Compute cost and accessibility
Compute cost is a real consideration, especially for large population studies where you might want to score millions of variants:
- DNABERT is cheap. You can run it on a single GPU and score millions of short variants quickly.
- AlphaGenome is expensive but tractable on a handful of GPUs for typical study sizes.
- Evo 2 is the most expensive, especially at full context length. Hosted APIs make this manageable, but at-scale variant scoring still requires planning.
Practical decision guide
Pick Evo 2 when…
- You need zero-shot variant scores anywhere in the genome.

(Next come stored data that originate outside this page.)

//! The bounded model ↔ tool loop.
//!
//! Each iteration sends the accumulated input to the model. A final answer
//! ends the loop; a tool-call turn executes every requested call in order,
//! appends the results and goes around again. The iteration budget caps the
//! number of model round trips, and hitting it is a graceful outcome with
//! whatever partial content the model produced.

use std::sync::Arc;

use anyhow::{bail, Result};
use tracing::{debug, info, warn};

use palaver_core::types::Message;
use palaver_providers::{ModelClient, ModelRequest};

use crate::context::ConversationContext;
use crate::tools::ToolRuntime;

pub struct AgentLoop {
    client: Arc<dyn ModelClient>,
    tools: ToolRuntime,
    max_iterations: usize,
}

/// What one request produced.
#[derive(Clone, Debug)]
pub struct LoopOutcome {
    /// Final answer, or the best partial content if the budget ran out.
    pub content: String,
    /// Id of the last model response, `None` only if no response arrived.
    pub response_id: Option<String>,
    /// True when the loop stopped on the iteration budget rather than on a
    /// final answer.
    pub reached_max_iterations: bool,
}

impl AgentLoop {
    pub fn new(client: Arc<dyn ModelClient>, tools: ToolRuntime, max_iterations: usize) -> Self {
        AgentLoop {
            client,
            tools,
            max_iterations,
        }
    }

    /// Run the loop for one user request.
    pub async fn run(
        &self,
        ctx: &ConversationContext,
        instructions: Option<String>,
        user_text: &str,
    ) -> Result<LoopOutcome> {
        let mut input = ctx.initial_messages(user_text);
        let tools = self.tools.definitions();
        // The system prompt only opens a conversation; continued requests
        // already carry it through the chained response id.
        let instructions = if ctx.is_new_conversation {
            instructions
        } else {
            None
        };

        let mut previous_response_id = ctx.previous_response_id.clone();
        let mut last_response_id: Option<String> = None;
        let mut partial_content: Option<String> = None;

        for iteration in 1..=self.max_iterations {
            let request = ModelRequest {
                model: ctx.model.clone(),
                input: input.clone(),
                instructions: instructions.clone(),
                tools: tools.clone(),
                previous_response_id: previous_response_id.clone(),
                effort: ctx.effort,
                verbosity: ctx.verbosity,
            };

            debug!(
                iteration,
                max = self.max_iterations,
                provider = self.client.display_name(),
                "requesting model turn"
            );
            let turn = self.client.respond(&request).await?;

            last_response_id = Some(turn.response_id.clone());
            previous_response_id = Some(turn.response_id.clone());
            if let Some(content) = &turn.content {
                if !content.is_empty() {
                    partial_content = Some(content.clone());
                }
            }

            if !turn.requires_action {
                return Ok(LoopOutcome {
                    content: turn.content.unwrap_or_default(),
                    response_id: last_response_id,
                    reached_max_iterations: false,
                });
            }

            if turn.tool_calls.is_empty() {
                // The model claims to need tools but named none. Nothing can
                // make progress from here.
                bail!("model signalled tool use but requested no tool calls");
            }

            info!(
                iteration,
                calls = turn.tool_calls.len(),
                "executing requested tool calls"
            );
            input.push(Message::assistant_tool_calls(turn.tool_calls.clone()));
            for call in &turn.tool_calls {
                let output = self.tools.execute_call(call).await;
                input.push(Message::tool_result(&call.id, output));
            }
        }

        warn!(
            max = self.max_iterations,
            "iteration budget exhausted before a final answer"
        );
        Ok(LoopOutcome {
            content: partial_content
                .unwrap_or_else(|| "(no answer produced within the iteration budget)".into()),
            response_id: last_response_id,
            reached_max_iterations: true,
        })
    }
}

// ─────────────────────────────────────────────
// Tests
// ─────────────────────────────────────────────
//! Diagram tooling: validates Mermaid sources by compiling them with `mmdc`.

use std::collections::HashMap;

use anyhow::Result;
use async_trait::async_trait;
use serde_json::{json, Value};

use super::base::{require_string, Tool, ToolContext};
use super::command::run_reporting_command;
use super::sandbox::resolve_workspace_path;

pub struct LintDiagramTool;

#[async_trait]
impl Tool for LintDiagramTool {
    fn name(&self) -> &str {
        "lint_diagram"
    }

    fn description(&self) -> &str {
        "Validate a Mermaid diagram file by compiling it with the mermaid CLI"
    }

    fn parameters(&self) -> Value {
        json!({
            "type": "object",
            "properties": {
                "path": {
                    "type": "string",
                    "description": "Path to the .mmd file, relative to the workspace root"
                }
            },
            "required": ["path"]
        })
    }

    async fn execute(&self, params: HashMap<String, Value>, ctx: &ToolContext) -> Result<Value> {
        let raw = require_string(&params, "path")?;
        let source = resolve_workspace_path(&raw, &ctx.workspace)?;
        let output = source.with_extension("svg");

        // mmdc has no lint-only mode; compiling to SVG is the validity check.
        let result = run_reporting_command(
            "mmdc",
            &[
                "--input",
                &source.to_string_lossy(),
                "--output",
                &output.to_string_lossy(),
            ],
            &ctx.workspace,
        )
        .await;

        Ok(result)
    }
}

#[cfg(test)]
mod tests {
    use super::*;
    use serde_json::json;

    #[tokio::test]
    async fn test_escape_rejected_before_spawning() {
        let dir = tempfile::tempdir().unwrap();
        let ctx = ToolContext::new(dir.path());

        let mut params = HashMap::new();
        params.insert("path".to_string(), json!("../out.mmd"));

        let err = LintDiagramTool.execute(params, &ctx).await.unwrap_err();
        assert!(err.to_string().contains("outside the workspace"));
    }

    #[tokio::test]
    async fn test_missing_binary_reports_failure_payload() {
        // mmdc is not installed in CI; the spawn failure must come back as a
        // structured payload rather than an Err.
        let dir = tempfile::tempdir().unwrap();
        std::fs::write(dir.path().join("d.mmd"), "graph TD; A-->B;").unwrap();
        let ctx = ToolContext::new(dir.path());

        let mut params = HashMap::new();
        params.insert("path".to_string(), json!("d.mmd"));

        let result = LintDiagramTool.execute(params, &ctx).await.unwrap();
        assert!(result.get("success").is_some());
        assert!(result.get("exit_code").is_some());
    }
}
//! Conversation-context resolution.
//!
//! Turns "what the user asked for" (flags, defaults, stored history) into a
//! single [`ConversationContext`] the agent loop consumes. Resolution is
//! pure once the candidate entry is loaded, so every inheritance rule is
//! unit-testable without a network.

use tracing::{debug, warn};

use palaver_core::config::DefaultsConfig;
use palaver_core::history::{HistoryEntry, HistoryError, HistoryStore, ResumeMode, ResumeSummary};
use palaver_core::types::{Effort, Message, Verbosity};
use palaver_core::utils::derive_title;

/// What the user explicitly asked for on this request. `None` means the
/// flag was not given and the value is inherited.
#[derive(Clone, Debug, Default)]
pub struct RequestOptions {
    pub model: Option<String>,
    pub effort: Option<Effort>,
    pub verbosity: Option<Verbosity>,
    /// `--continue`: reattach to the most recently updated conversation.
    pub continue_latest: bool,
    /// `--resume N`: reattach to the conversation at history ordinal `N`.
    pub resume_ordinal: Option<usize>,
}

/// Everything the agent loop and finalize pipeline need to know about the
/// conversation this request belongs to.
#[derive(Clone, Debug)]
pub struct ConversationContext {
    /// True when the request starts a fresh response-id chain. The system
    /// prompt is only sent for new conversations.
    pub is_new_conversation: bool,
    /// Response id to chain onto, if any.
    pub previous_response_id: Option<String>,
    /// The matched entry's `last_response_id`, used by the history upsert
    /// to find the entry again even after compaction severed the chain.
    pub active_last_response_id: Option<String>,
    /// Title of the continued entry, if any.
    pub previous_title: Option<String>,
    pub title: String,
    /// Compaction summary carried into this request, if the continued entry
    /// had one.
    pub resume_summary: Option<ResumeSummary>,
    /// Messages injected before the user's new text. At most one synthetic
    /// system message carrying a compaction summary.
    pub resume_base_messages: Vec<Message>,
    pub model: String,
    pub effort: Effort,
    pub verbosity: Verbosity,
}

impl ConversationContext {
    /// The input list for the first model request of this turn.
    pub fn initial_messages(&self, user_text: &str) -> Vec<Message> {
        let mut messages = self.resume_base_messages.clone();
        messages.push(Message::user(user_text));
        messages
    }
}

/// Resolve the conversation context for one request.
///
/// Inheritance is per field: each of model, effort and verbosity falls back
/// from explicit flag to the continued entry's stored value to the config
/// default, independently of the others.
pub fn resolve_context(
    options: &RequestOptions,
    defaults: &DefaultsConfig,
    store: &HistoryStore,
    input_text: &str,
) -> Result<ConversationContext, HistoryError> {
    let active = find_active_entry(options, store)?;
    let continuing = active.is_some();

    let model = options
        .model
        .clone()
        .or_else(|| active.as_ref().map(|e| e.model.clone()))
        .unwrap_or_else(|| defaults.model.clone());
    let effort = options
        .effort
        .or_else(|| active.as_ref().map(|e| e.effort))
        .unwrap_or(defaults.effort);
    let verbosity = options
        .verbosity
        .or_else(|| active.as_ref().map(|e| e.verbosity))
        .unwrap_or(defaults.verbosity);

    let mut previous_response_id = active
        .as_ref()
        .map(|e| e.last_response_id.clone())
        .filter(|id| !id.is_empty());
    let mut new_request_resume = false;
    let mut resume_base_messages = Vec::new();
    let mut resume_summary = None;

    if let Some(resume) = active.as_ref().and_then(|e| e.resume.as_ref()) {
        if let Some(id) = resume
            .previous_response_id
            .as_ref()
            .filter(|id| !id.is_empty())
        {
            previous_response_id = Some(id.clone());
        }
        if resume.mode == Some(ResumeMode::NewRequest) {
            // Compaction severed the chain; resume from the summary alone.
            previous_response_id = None;
            new_request_resume = true;
        }
        if let Some(summary) = &resume.summary {
            resume_base_messages.push(Message::system(&summary.text));
            resume_summary = Some(summary.clone());
        }
    }

    let is_new_conversation =
        !continuing || (previous_response_id.is_none() && !new_request_resume);

    let previous_title = active.as_ref().map(|e| e.title.clone());
    let title = match &previous_title {
        Some(title) => title.clone(),
        None => derive_title(input_text),
    };

    debug!(
        continuing,
        is_new_conversation,
        chained = previous_response_id.is_some(),
        %model,
        "resolved conversation context"
    );

    Ok(ConversationContext {
        is_new_conversation,
        previous_response_id,
        active_last_response_id: active.map(|e| e.last_response_id),
        previous_title,
        title,
        resume_summary,
        resume_base_messages,
        model,
        effort,
        verbosity,
    })
}

fn find_active_entry(
    options: &RequestOptions,
    store: &HistoryStore,
) -> Result<Option<HistoryEntry>, HistoryError> {
    if let Some(n) = options.resume_ordinal {
        return store.select_by_number(n).map(Some);
    }
    if options.continue_latest {
        let latest = store.find_latest()?;
        if latest.is_none() {
            warn!("no stored conversation to continue; starting a new one");
        }
        return Ok(latest);
    }
    Ok(None)
}

// ─────────────────────────────────────────────
// Tests
// ─────────────────────────────────────────────

#[cfg(test)]
mod tests {
    use super::*;
    use chrono::{Duration, Utc};
    use palaver_core::history::{ResumeState, ResumeSummary};

    fn entry(title: &str, last_id: &str, age_minutes: i64) -> HistoryEntry {
        let at = Utc::now() - Duration::minutes(age_minutes);
        HistoryEntry {
            title: title.into(),
            model: "o4-mini".into(),
            effort: Effort::High,
            verbosity: Verbosity::Low,
            created_at: at,
            updated_at: at,
            first_response_id: "resp_first".into(),
            last_response_id: last_id.into(),
            request_count: 1,
            resume: None,
            turns: Vec::new(),
            context: None,
        }
    }

    fn store_with(entries: Vec<HistoryEntry>) -> (tempfile::TempDir, HistoryStore) {
        let dir = tempfile::tempdir().unwrap();
        let store = HistoryStore::new(dir.path().join("history.json"));
        store.save_entries(&entries).unwrap();
        (dir, store)
    }

    #[test]
    fn test_fresh_request_uses_defaults() {
        let (_dir, store) = store_with(vec![]);
        let ctx = resolve_context(
            &RequestOptions::default(),
            &DefaultsConfig::default(),
            &store,
            "explain lifetimes in rust please",
        )
        .unwrap();

        assert!(ctx.is_new_conversation);
        assert!(ctx.previous_response_id.is_none());
        assert_eq!(ctx.model, "gpt-5");
        assert_eq!(ctx.effort, Effort::Medium);
        assert_eq!(ctx.title, "explain lifetimes in rust please");
        assert!(ctx.resume_base_messages.is_empty());
    }

    #[test]
    fn test_continue_picks_most_recently_updated() {
        let (_dir, store) = store_with(vec![
            entry("old", "resp_old", 60),
            entry("fresh", "resp_fresh", 1),
        ]);
        let options = RequestOptions {
            continue_latest: true,
            ..Default::default()
        };
        let ctx =
            resolve_context(&options, &DefaultsConfig::default(), &store, "and then?").unwrap();

        assert!(!ctx.is_new_conversation);
        assert_eq!(ctx.previous_response_id.as_deref(), Some("resp_fresh"));
        assert_eq!(ctx.title, "fresh");
    }

    #[test]
    fn test_continue_with_empty_history_starts_new() {
        let (_dir, store) = store_with(vec![]);
        let options = RequestOptions {
            continue_latest: true,
            ..Default::default()
        };
        let ctx =
            resolve_context(&options, &DefaultsConfig::default(), &store, "hello").unwrap();

        assert!(ctx.is_new_conversation);
        assert!(ctx.previous_response_id.is_none());
    }

    #[test]
    fn test_resume_ordinal_selects_entry() {
        let (_dir, store) = store_with(vec![
            entry("old", "resp_old", 60),
            entry("fresh", "resp_fresh", 1),
        ]);
        // Ordinal 2 is the second most recently updated entry.
        let options = RequestOptions {
            resume_ordinal: Some(2),
            ..Default::default()
        };
        let ctx =
            resolve_context(&options, &DefaultsConfig::default(), &store, "more").unwrap();

        assert_eq!(ctx.title, "old");
        assert_eq!(ctx.previous_response_id.as_deref(), Some("resp_old"));
    }

    #[test]
    fn test_resume_out_of_range_is_an_error() {
        let (_dir, store) = store_with(vec![entry("only", "resp_1", 1)]);
        let options = RequestOptions {
            resume_ordinal: Some(5),
            ..Default::default()
        };
        assert!(
            resolve_context(&options, &DefaultsConfig::default(), &store, "x").is_err()
        );
    }

    #[test]
    fn test_per_field_inheritance() {
        let (_dir, store) = store_with(vec![entry("t", "resp_1", 1)]);
        // Only the model is overridden; effort and verbosity inherit from
        // the stored entry, not from the defaults.
        let options = RequestOptions {
            model: Some("gpt-5".into()),
            continue_latest: true,
            ..Default::default()
        };
        let ctx = resolve_context(&options, &DefaultsConfig::default(), &store, "x").unwrap();

        assert_eq!(ctx.model, "gpt-5");
        assert_eq!(ctx.effort, Effort::High);
        assert_eq!(ctx.verbosity, Verbosity::Low);
    }

    #[test]
    fn test_compacted_entry_resumes_from_summary() {
        let mut compacted = entry("compacted", "resp_9", 1);
        compacted.resume = Some(ResumeState {
            mode: Some(ResumeMode::NewRequest),
            previous_response_id: None,
            summary: Some(ResumeSummary {
                text: "prior context".into(),
                created_at: Utc::now(),
            }),
        });
        let (_dir, store) = store_with(vec![compacted]);

        let options = RequestOptions {
            continue_latest: true,
            ..Default::default()
        };
        let ctx = resolve_context(&options, &DefaultsConfig::default(), &store, "go on").unwrap();

        // The chain is severed but the conversation is not "new".
        assert!(ctx.previous_response_id.is_none());
        assert!(!ctx.is_new_conversation);
        assert_eq!(
            ctx.resume_summary.as_ref().map(|s| s.text.as_str()),
            Some("prior context")
        );
        assert_eq!(ctx.resume_base_messages.len(), 1);
        let messages = ctx.initial_messages("go on");
        assert_eq!(messages.len(), 2);
        match &messages[0] {
            Message::System { content } => assert_eq!(content, "prior context"),
            other => panic!("expected system summary, got {other:?}"),
        }
    }

    #[test]
    fn test_resume_state_overrides_chain_id() {
        let mut pinned = entry("pinned", "resp_latest", 1);
        pinned.resume = Some(ResumeState {
            mode: None,
            previous_response_id: Some("resp_pinned".into()),
            summary: None,
        });
        let (_dir, store) = store_with(vec![pinned]);

        let options = RequestOptions {
            continue_latest: true,
            ..Default::default()
        };
        let ctx = resolve_context(&options, &DefaultsConfig::default(), &store, "x").unwrap();
        assert_eq!(ctx.previous_response_id.as_deref(), Some("resp_pinned"));
    }

    #[test]
    fn test_title_kept_when_continuing() {
        let (_dir, store) = store_with(vec![entry("original title", "resp_1", 1)]);
        let options = RequestOptions {
            continue_latest: true,
            ..Default::default()
        };
        let ctx = resolve_context(
            &options,
            &DefaultsConfig::default(),
            &store,
            "a completely different prompt",
        )
        .unwrap();
        assert_eq!(ctx.title, "original title");
        assert_eq!(ctx.previous_title.as_deref(), Some("original title"));
    }
}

- Long-range regulatory context matters for your variants.
- You want generative sequence design as part of the workflow.
- You are already using a hosted API and the model cost is abstracted away.
Pick AlphaGenome when…
- Your focus is specifically on regulatory elements.
- You want a model that was trained with functional annotation tracks as supervision.
- Stability and calibration matter as much as raw ranking performance.
Pick DNABERT when…
- You need a cheap baseline to compare against.
- Your task is narrow enough that a k-mer-level model is sufficient.
- You lack GPU resources for the larger models.
Running Evo 2 through SciRouter
The most practical of the three to access is Evo 2, which is available through the DNA Lab workspace. You can POST a reference sequence and a list of variants and receive log-likelihood ratios in a single response. The Evo 2 tool page documents the request and response schemas. AlphaGenome and DNABERT are not currently hosted through SciRouter — run those directly if you need them, or keep an eye on the tools index for updates.
Bottom line
Evo 2 is the current state of the art for zero-shot variant scoring across the genome. AlphaGenome is the strongest regulatory-focused option. DNABERT remains a useful cheap baseline. Most real projects benefit from using more than one, and the best workflows combine a DNA-level model with a protein-level predictor for coding variants.